== Work request ==
Beginning at the line containing "let listener = match" and continuing to the end of the records below, give each line again exactly as it stands, and only those lines.

[Records excerpted from a collection]
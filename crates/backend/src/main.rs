pub mod handlers;
pub mod shared;

#[tokio::main]
async fn main() -> anyhow::Result<()> {
    use axum::body::Body;
    use axum::http::{header, Method, Request};
    use axum::middleware::{self, Next};
    use axum::response::Response;
    use axum::{routing::get, Router};
    use std::net::SocketAddr;
    use tokio::net::TcpListener;
    use tower_http::cors::{Any, CorsLayer};
    use tower_http::services::ServeDir;
    use tracing_subscriber::{layer::SubscriberExt, util::SubscriberInitExt};

    // Создаем директорию для логов
    let log_dir = std::path::Path::new("target").join("logs");
    std::fs::create_dir_all(&log_dir)?;

    let log_file_path = log_dir.join("backend.log");
    let log_file = std::fs::OpenOptions::new()
        .create(true)
        .append(true)
        .open(log_file_path)?;

    tracing_subscriber::registry()
        .with(tracing_subscriber::EnvFilter::new(
            std::env::var("RUST_LOG").unwrap_or_else(|_| "info".into()),
        ))
        .with(tracing_subscriber::fmt::layer())
        .with(
            tracing_subscriber::fmt::layer()
                .with_writer(std::sync::Arc::new(log_file))
                .with_ansi(false),
        )
        .init();

    // Простой middleware для логирования запросов
    async fn request_logger(req: Request<Body>, next: Next) -> Response {
        let start = std::time::Instant::now();
        let method = req.method().clone();
        let uri = req.uri().clone();

        let response = next.run(req).await;

        tracing::info!(
            "{} {} -> {} за {}ms",
            method,
            uri.path(),
            response.status().as_u16(),
            start.elapsed().as_millis()
        );
        response
    }

    // Конфигурация загружается один раз и живёт весь процесс
    let config = shared::config::init()?;

    let cors = CorsLayer::new()
        .allow_origin(Any)
        .allow_methods([Method::GET, Method::OPTIONS])
        .allow_headers([header::CONTENT_TYPE, header::ACCEPT]);

    let app = Router::new()
        .route("/health", get(|| async { "ok" }))
        .route("/api/amo", get(handlers::amo::get_snapshot))
        .fallback_service(ServeDir::new("dist"))
        .layer(middleware::from_fn(request_logger))
        .layer(cors);

    let addr: SocketAddr = ([0, 0, 0, 0], config.server.port).into();

    tracing::info!("Attempting to bind server to http://{}", addr);
    let listener = match TcpListener::bind(addr).await {
        Ok(listener) => {
            tracing::info!("Server successfully bound to {}", addr);
            listener
        }
        Err(e) => {
            if e.kind() == std::io::ErrorKind::AddrInUse {
                tracing::error!(
                    "Error: Port {} is already in use. Please ensure no other process is using this port.",
                    config.server.port
                );
            } else {
                tracing::error!("Failed to bind to port {}. Error: {}", config.server.port, e);
            }
            // Propagate the error to stop the application
            return Err(e.into());
        }
    };

    axum::serve(listener, app).await?;

    Ok(())
}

== Solved problem ==
    let listener = match TcpListener::bind(addr).await {
        Ok(listener) => {
            tracing::info!("Server successfully bound to {}", addr);
            listener
        }
        Err(e) => {
            if e.kind() == std::io::ErrorKind::AddrInUse {
                tracing::error!(
                    "Error: Port {} is already in use. Please ensure no other process is using this port.",
                    config.server.port
                );
            } else {
                tracing::error!("Failed to bind to port {}. Error: {}", config.server.port, e);
            }
            // Propagate the error to stop the application
            return Err(e.into());
        }
    };

    axum::serve(listener, app).await?;

    Ok(())
}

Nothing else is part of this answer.